Babylotsinnen helfen Familien in ein sozial gefestigtes Leben
Wie geht es nach der Entlassung bei Ihnen weiter? Was brauchen Sie noch? - Das sind Fragen, mit denen Babylotsinnen1 Schwangere und Mütter mit Neugeborenen in Geburtskliniken ansprechen. Babylotsinnen sind meistens sozialpädagogische Fachkräfte mit einer Zusatzqualifikation. Ihre Kernaufgaben bestehen darin, psychosoziale Belastungen und Ressourcen bei den Müttern zu erkennen, vertiefende Gespräche mit ihnen zu führen sowie sie - im Bedarfsfall - in Entlastungs- und Unterstützungsangebote überzuleiten. Deshalb verfügen sie über ein gutes Netzwerk und sind gut angebunden an die Frühen Hilfen, die es in jeder Kommune gibt.

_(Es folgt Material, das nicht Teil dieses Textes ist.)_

use anyhow::{Context, Result};
use console::style;
use dialoguer::{Confirm, Input, Select};
use std::path::Path;

use super::{Config, ConfigError, OllamaConfig, ServerConfig};

#[inline]
pub fn run_interactive_config(config_dir: &Path) -> Result<()> {
    eprintln!("{}", style("🔧 Discourse QA Configuration Setup").bold().cyan());
    eprintln!();

    let mut config = load_existing_config(config_dir)?;

    eprintln!("{}", style("Ollama Configuration").bold().yellow());
    eprintln!("Queries are embedded with this model; it must match the model the index was built with.");
    eprintln!();

    configure_ollama(&mut config.ollama)?;

    eprintln!();
    eprintln!("{}", style("Retriever Service").bold().yellow());
    configure_server(&mut config.server)?;

    eprintln!();
    eprintln!("{}", style("Testing configuration...").yellow());

    if test_ollama_connection(&config.ollama) {
        eprintln!("{}", style("✓ Ollama connection successful!").green());
    } else {
        eprintln!(
            "{}",
            style("⚠ Warning: Could not connect to Ollama").yellow()
        );
        eprintln!("You can continue, but make sure Ollama is running before serving queries.");
    }

    eprintln!();
    if Confirm::new()
        .with_prompt("Save configuration?")
        .default(true)
        .interact()?
    {
        config.save().context("Failed to save configuration")?;
        eprintln!("{}", style("✓ Configuration saved successfully!").green());
        eprintln!(
            "Configuration saved to: {}",
            style(config.config_file_path().display()).cyan()
        );
    } else {
        eprintln!("Configuration not saved.");
    }

    Ok(())
}

#[inline]
pub fn show_config(config: &Config) -> Result<()> {
    eprintln!("{}", style("📋 Current Configuration").bold().cyan());
    eprintln!();

    eprintln!("{}", style("Ollama Settings:").bold().yellow());
    eprintln!("  Host: {}", style(&config.ollama.host).cyan());
    eprintln!("  Port: {}", style(config.ollama.port).cyan());
    eprintln!("  Model: {}", style(&config.ollama.model).cyan());
    eprintln!(
        "  Embedding Dimension: {}",
        style(config.ollama.embedding_dimension).cyan()
    );
    match config.ollama_url() {
        Ok(url) => eprintln!("  Ollama URL: {}", style(url).cyan()),
        Err(e) => eprintln!("  Ollama URL: {} ({})", style("Invalid").red(), e),
    }

    eprintln!();
    eprintln!("{}", style("Collector Settings:").bold().yellow());
    eprintln!("  Listing URL: {}", style(&config.collector.listing_url).cyan());
    eprintln!(
        "  Output: {}",
        style(config.collector.output_path.display()).cyan()
    );
    eprintln!(
        "  JavaScript Rendering: {}",
        style(config.collector.enable_js_rendering).cyan()
    );

    eprintln!();
    eprintln!("{}", style("Retriever Settings:").bold().yellow());
    eprintln!("  Bind: {}", style(&config.server.bind).cyan());
    eprintln!(
        "  Index: {}",
        style(config.server.index_path.display()).cyan()
    );
    eprintln!(
        "  Metadata: {}",
        style(config.server.metadata_path.display()).cyan()
    );

    eprintln!();
    eprintln!(
        "Config file: {}",
        style(config.config_file_path().display()).dim()
    );

    Ok(())
}

fn load_existing_config(config_dir: &Path) -> Result<Config> {
    Config::load(config_dir).map_or_else(
        |_| {
            eprintln!(
                "{}",
                style("No usable configuration found. Using defaults.").yellow()
            );
            Ok(Config {
                base_dir: config_dir.to_path_buf(),
                ..Config::default()
            })
        },
        |config| {
            eprintln!("{}", style("Loaded configuration.").green());
            Ok(config)
        },
    )
}

fn configure_ollama(ollama: &mut OllamaConfig) -> Result<()> {
    let protocols = &["http", "https"];
    let default_index = protocols
        .iter()
        .position(|&p| p == ollama.protocol)
        .unwrap_or(0);

    let protocol_index = Select::new()
        .with_prompt("Ollama protocol")
        .default(default_index)
        .items(protocols)
        .interact()?;

    let protocol = protocols[protocol_index].to_string();

    let host: String = Input::new()
        .with_prompt("Ollama host")
        .default(ollama.host.clone())
        .validate_with(|input: &String| -> Result<(), ConfigError> {
            let temp_config = OllamaConfig {
                protocol: protocol.clone(),
                host: input.clone(),
                ..OllamaConfig::default()
            };
            temp_config.validate()
        })
        .interact_text()?;

    let port: u16 = Input::new()
        .with_prompt("Ollama port")
        .default(ollama.port)
        .validate_with(|input: &u16| -> Result<(), &str> {
            if *input == 0 {
                Err("Port must be greater than 0")
            } else {
                Ok(())
            }
        })
        .interact_text()?;

    let model: String = Input::new()
        .with_prompt("Embedding model")
        .default(ollama.model.clone())
        .validate_with(|input: &String| -> Result<(), &str> {
            if input.trim().is_empty() {
                Err("Model name cannot be empty")
            } else {
                Ok(())
            }
        })
        .interact_text()?;

    let dimension: u32 = Input::new()
        .with_prompt("Embedding dimension of the index")
        .default(ollama.embedding_dimension)
        .validate_with(|input: &u32| -> Result<(), &str> {
            if (1..=8192).contains(input) {
                Ok(())
            } else {
                Err("Dimension must be between 1 and 8192")
            }
        })
        .interact_text()?;

    ollama.set_protocol(protocol)?;
    ollama.set_host(host)?;
    ollama.set_port(port)?;
    ollama.set_model(model)?;
    ollama.set_embedding_dimension(dimension)?;

    Ok(())
}

fn configure_server(server: &mut ServerConfig) -> Result<()> {
    let bind: String = Input::new()
        .with_prompt("Bind address")
        .default(server.bind.clone())
        .validate_with(|input: &String| -> Result<(), ConfigError> {
            ServerConfig {
                bind: input.clone(),
                ..server.clone()
            }
            .validate()
        })
        .interact_text()?;

    let index_path: String = Input::new()
        .with_prompt("Vector index file")
        .default(server.index_path.display().to_string())
        .interact_text()?;

    let metadata_path: String = Input::new()
        .with_prompt("Metadata file")
        .default(server.metadata_path.display().to_string())
        .interact_text()?;

    server.set_bind(bind)?;
    server.index_path = index_path.into();
    server.metadata_path = metadata_path.into();

    Ok(())
}

fn test_ollama_connection(ollama: &OllamaConfig) -> bool {
    let url = format!(
        "{}://{}:{}/api/version",
        ollama.protocol, ollama.host, ollama.port
    );

    let agent: ureq::Agent = ureq::Agent::config_builder()
        .timeout_global(Some(std::time::Duration::from_secs(5)))
        .build()
        .into();

    match agent.get(&url).call() {
        Ok(_) => true,
        Err(ureq::Error::StatusCode(code)) => (400..500).contains(&code),
        Err(_) => false,
    }
}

Um Kindern einen guten Start ins Leben zu ermöglichen und (werdende) Eltern zu stärken, haben Fachkräfte in Geburtskliniken bereits seit dem Jahr 2007 die Anamnese bei der Aufnahme von Schwangeren um sozialmedizinische Fragen erweitert. Verschiedene Lotsendienste der Frühen Hilfen, die es in etwa 30 Prozent aller Geburtskliniken in Deutschland gibt, sind für solche Fragen zuständig. Diese Dienste finden sich öfter in Kliniken mit hohen Geburtenzahlen und sehr viel häufiger in Städten. Bundesweit ist das Programm "Babylotse" am stärksten verbreitet (siehe Infokasten S. 19).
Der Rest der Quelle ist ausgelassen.